Loss of YAP/TAZ impaired the proliferation and differentiation ability of neural progenitor cells

YAP (Yes-associated protein) and TAZ (transcriptional coactivator with PDZ-binding motif) are downstream effectors of the Hippo pathway, they activate the expression of transcriptional targets that promote cell growth, cell proliferation, and prevent apoptosis. Here I examined the function of YAP/TAZ in mouse neocortex development through conditional deletion of Yap and Taz by Emx1-Cre.
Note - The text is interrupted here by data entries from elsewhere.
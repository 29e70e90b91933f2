use barcodism::builder::{encode, EncodeHints};
use barcodism::image_codec::{gray_from_bytes, to_png};
use barcodism::reader::{decode, DecodeHints, ReadError};
use barcodism::symbology::{resolve, Symbology};
use barcodism::{BarcodeError, BarcodeFormat, Charset, ECLevel};
use image::{GrayImage, Luma};
use test_case::test_case;

fn canvas(format: BarcodeFormat) -> (u32, u32) {
    if format.is_matrix() {
        (300, 300)
    } else {
        (500, 150)
    }
}

fn only(format: BarcodeFormat) -> DecodeHints {
    DecodeHints { possible_formats: vec![format], ..Default::default() }
}

#[test]
fn test_registry_covers_every_format() {
    assert_eq!(Symbology::all().len(), 13);
    for format in BarcodeFormat::ALL {
        assert_eq!(Symbology::for_format(format).format(), format);
        assert_eq!(resolve(format.as_str()).unwrap().format(), format);
    }
    assert_eq!(resolve("QR").unwrap().format(), BarcodeFormat::QrCode);
    assert_eq!(resolve("codebar").unwrap().format(), BarcodeFormat::Codabar);
    assert_eq!(resolve("maxicode").unwrap_err().to_string(), "Unknown barcode type: maxicode");
}

#[test_case("qr", "https://example.com/?q=barcode", "https://example.com/?q=barcode")]
#[test_case("dataMatrix", "Serial 0042-ABC", "Serial 0042-ABC")]
#[test_case("aztec", "Boarding pass 7C", "Boarding pass 7C")]
#[test_case("pdf417", "PDF417 payload", "PDF417 payload")]
#[test_case("code39", "CODE39 TEST", "CODE39 TEST")]
#[test_case("code93", "Code93 Mixed", "Code93 Mixed")]
#[test_case("code128", "Hello, World!", "Hello, World!")]
#[test_case("codebar", "A40156B", "40156")]
#[test_case("itf", "30712345000010", "30712345000010")]
#[test_case("upc-a", "01234567890", "012345678905")]
#[test_case("upc-e", "0123456", "01234565")]
#[test_case("ean-8", "9638507", "96385074")]
#[test_case("ean-13", "400638133393", "4006381333931")]
fn test_generate_then_read(key: &str, data: &str, expected: &str) {
    let s = resolve(key).unwrap();
    let (w, h) = canvas(s.format());
    let img = encode(data, s, w, h, EncodeHints::default()).unwrap();
    assert_eq!(img.dimensions(), (w, h));

    // Through PNG, as the service does
    let img = gray_from_bytes(&to_png(&img).unwrap()).unwrap();
    let res = decode(&img, only(s.format())).unwrap();
    assert_eq!((res.text.as_str(), res.format), (expected, s.format()));
}

#[test_case(120, 40)]
#[test_case(333, 333)]
#[test_case(1000, 250)]
fn test_output_has_requested_size(w: u32, h: u32) {
    for s in Symbology::all() {
        let data = match s.format() {
            BarcodeFormat::Ean13 => "400638133393",
            BarcodeFormat::Ean8 => "9638507",
            BarcodeFormat::UpcA => "01234567890",
            BarcodeFormat::UpcE => "0123456",
            BarcodeFormat::Itf | BarcodeFormat::Codabar => "1234",
            _ => "SIZE",
        };
        let img = encode(data, *s, w, h, EncodeHints::default()).unwrap();
        assert_eq!(img.dimensions(), (w, h), "{s}");
    }
}

#[test]
fn test_generation_is_deterministic() {
    let s = resolve("qr").unwrap();
    let a = to_png(&encode("same input", s, 256, 256, EncodeHints::default()).unwrap()).unwrap();
    let b = to_png(&encode("same input", s, 256, 256, EncodeHints::default()).unwrap()).unwrap();
    assert_eq!(a, b);
}

#[test]
fn test_hints_change_the_symbol() {
    let s = resolve("qr").unwrap();
    let low = encode("hint sensitive", s, 300, 300, EncodeHints::default()).unwrap();
    let high = encode("hint sensitive", s, 300, 300, EncodeHints { ec_level: Some(ECLevel::H), ..Default::default() })
        .unwrap();
    assert_ne!(low, high);
    assert_eq!(decode(&high, only(BarcodeFormat::QrCode)).unwrap().text, "hint sensitive");
}

#[test]
fn test_latin1_round_trip() {
    let s = resolve("qr").unwrap();
    let hints = EncodeHints { charset: Some(Charset::Latin1), ..Default::default() };
    let img = encode("Grüße aus Köln", s, 300, 300, hints).unwrap();
    assert_eq!(decode(&img, DecodeHints::default()).unwrap().text, "Grüße aus Köln");
}

#[test_case("ean-13", "12345", BarcodeError::InvalidLength)]
#[test_case("itf", "12a4", BarcodeError::InvalidChar)]
#[test_case("code39", "café", BarcodeError::InvalidChar)]
#[test_case("qr", "", BarcodeError::EmptyData)]
fn test_unrepresentable_data(key: &str, data: &str, err: BarcodeError) {
    assert_eq!(encode(data, resolve(key).unwrap(), 200, 200, EncodeHints::default()), Err(err));
}

#[test]
fn test_zero_dimension() {
    let s = resolve("code128").unwrap();
    assert_eq!(encode("x", s, 0, 100, EncodeHints::default()), Err(BarcodeError::InvalidDimensions));
}

#[test]
fn test_nothing_to_read() {
    let blank = GrayImage::from_pixel(320, 240, Luma([255]));
    assert_eq!(decode(&blank, DecodeHints::default()), Err(ReadError::NotFound));

    let gradient = GrayImage::from_fn(320, 240, |x, _| Luma([(x * 255 / 319) as u8]));
    assert_eq!(decode(&gradient, DecodeHints::default()), Err(ReadError::NotFound));
}

#[test]
fn test_not_an_image() {
    assert!(matches!(gray_from_bytes(b"definitely not a png"), Err(ReadError::InvalidImage(_))));
}

mod codec_proptests {
    use super::*;
    use proptest::prelude::*;

    proptest! {
        #![proptest_config(ProptestConfig::with_cases(24))]

        #[test]
        fn proptest_qr(data in "[ -~]{1,120}") {
            let img = encode(&data, resolve("qr").unwrap(), 400, 400, EncodeHints::default()).unwrap();
            prop_assert_eq!(decode(&img, only(BarcodeFormat::QrCode)).unwrap().text, data);
        }

        #[test]
        fn proptest_code128(data in "[ -~]{1,24}") {
            let img = encode(&data, resolve("code128").unwrap(), 1600, 100, EncodeHints::default()).unwrap();
            prop_assert_eq!(decode(&img, only(BarcodeFormat::Code128)).unwrap().text, data);
        }

        #[test]
        fn proptest_data_matrix(data in "[ -~]{1,60}") {
            let img = encode(&data, resolve("dataMatrix").unwrap(), 300, 300, EncodeHints::default()).unwrap();
            prop_assert_eq!(decode(&img, only(BarcodeFormat::DataMatrix)).unwrap().text, data);
        }
    }
}
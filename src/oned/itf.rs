use super::{best_match, quiet_after, quiet_before, variance, Bars, WIDE};
use crate::common::{BarcodeError, BarcodeResult};

const N: u8 = 1;
const W: u8 = WIDE;

static PATTERNS: [[u8; 5]; 10] = [
    [N, N, W, W, N], // 0
    [W, N, N, N, W], // 1
    [N, W, N, N, W], // 2
    [W, W, N, N, N], // 3
    [N, N, W, N, W], // 4
    [W, N, W, N, N], // 5
    [N, W, W, N, N], // 6
    [N, N, N, W, W], // 7
    [W, N, N, W, N], // 8
    [N, W, N, W, N], // 9
];

static START: [u8; 4] = [N, N, N, N];
static END: [u8; 3] = [W, N, N];

const MAX_AVG_VARIANCE: f32 = 0.38;
const MAX_INDIVIDUAL_VARIANCE: f32 = 0.5;

// Narrow widths of quiet zone required on either side
const QUIET_NARROW: f32 = 5.0;

/// Interleaved 2 of 5. Digits are paired, the first drawn in the bars and the second in
/// the spaces, so the length must be even.
pub fn encode(data: &str) -> BarcodeResult<Vec<bool>> {
    if !data.bytes().all(|c| c.is_ascii_digit()) {
        return Err(BarcodeError::InvalidChar);
    }
    if data.len() % 2 != 0 {
        return Err(BarcodeError::InvalidLength);
    }

    let mut bars = Bars::default();
    bars.push(&START, true);
    for pair in data.as_bytes().chunks(2) {
        let (a, b) = (&PATTERNS[(pair[0] - b'0') as usize], &PATTERNS[(pair[1] - b'0') as usize]);
        let widths: Vec<u8> = a.iter().zip(b).flat_map(|(&x, &y)| [x, y]).collect();
        bars.push(&widths, true);
    }
    bars.push(&END, true);
    Ok(bars.0)
}

fn decode_at(runs: &[usize], start: usize) -> Option<String> {
    if variance(&runs[start..start + 4], &START, MAX_INDIVIDUAL_VARIANCE) > MAX_AVG_VARIANCE {
        return None;
    }
    let narrow = runs[start..start + 4].iter().sum::<usize>() as f32 / 4.0;
    if !quiet_before(runs, start, narrow * QUIET_NARROW) {
        return None;
    }

    let mut text = String::new();
    let mut pos = start + 4;
    loop {
        let end = pos + 3;
        if end <= runs.len()
            && variance(&runs[pos..end], &END, MAX_INDIVIDUAL_VARIANCE) <= MAX_AVG_VARIANCE
            && quiet_after(runs, end, narrow * QUIET_NARROW)
        {
            break;
        }
        if pos + 10 > runs.len() {
            return None;
        }
        let bars: Vec<usize> = runs[pos..pos + 10].iter().step_by(2).copied().collect();
        let spaces: Vec<usize> = runs[pos + 1..pos + 10].iter().step_by(2).copied().collect();
        let a = best_match(&bars, &PATTERNS, MAX_AVG_VARIANCE, MAX_INDIVIDUAL_VARIANCE)?;
        let b = best_match(&spaces, &PATTERNS, MAX_AVG_VARIANCE, MAX_INDIVIDUAL_VARIANCE)?;
        text.push(char::from(b'0' + a as u8));
        text.push(char::from(b'0' + b as u8));
        pos += 10;
    }
    (!text.is_empty()).then_some(text)
}

pub fn decode(runs: &[usize]) -> Option<String> {
    (1..runs.len().saturating_sub(4)).step_by(2).find_map(|i| decode_at(runs, i))
}

#[cfg(test)]
mod itf_tests {
    use super::*;
    use crate::oned::runs;
    use test_case::test_case;

    fn read(bars: &[bool]) -> Option<String> {
        let mut row = vec![false; 20];
        row.extend_from_slice(bars);
        row.extend(std::iter::repeat(false).take(20));
        decode(&runs(&row))
    }

    #[test_case("00"; "zeros")]
    #[test_case("1234567890"; "all digits")]
    #[test_case("30712345000010"; "fourteen digits")]
    fn test_roundtrip(text: &str) {
        assert_eq!(read(&encode(text).unwrap()).as_deref(), Some(text));
    }

    #[test]
    fn test_patterns_have_two_wide() {
        for p in PATTERNS {
            assert_eq!(p.iter().filter(|&&w| w == W).count(), 2);
        }
    }

    #[test_case("123", BarcodeError::InvalidLength; "odd length")]
    #[test_case("12a4", BarcodeError::InvalidChar; "letter")]
    fn test_invalid(data: &str, err: BarcodeError) {
        assert_eq!(encode(data), Err(err));
    }

    #[test]
    fn test_needs_quiet_zone() {
        let mut row = vec![true; 3];
        row.extend_from_slice(&encode("1234").unwrap());
        row.extend(std::iter::repeat(false).take(20));
        assert_eq!(decode(&runs(&row)), None);
    }
}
Loss of YAP/TAZ cause the hydrocephalus after birth, leads to aberrant development and dilated ventricle in adult stage, this phenotype can be detected as early as P0. YAP/TAZ are expressed in Sox2+ neural progenitor cells, when YAP/TAZ are deleted, the neuroepithelial cell junctions are disrupted; the numbers of Sox2+ cell and Tbr2+ cell are reduced and the ratio of tbr2/Sox2 is also reduced at E15.5. Results of cell cycle analyzing experiments display YAP/TAZ deletion increased the cell cycle exit. The improperly increased expression of Tuj1+ in progenitor cells in the YAP/TAZ deleted cortex indicates the premature of Sox2+ progenitor cells. Together, our results reveal that YAP/TAZ deletion changed the polarity of neuroepithelial cells, and increased the cell cycle exit, reduced the differentiation of Sox2+ cells into Tbr2+ cells through promoting the premature of Tuj1+ cells. These results define the functions of YAP/TAZ in keeping the cell polarity neural progenitors and ensuring their proliferation and differentiation, and also reveal the roles of YAP/TAZ in developing cortex.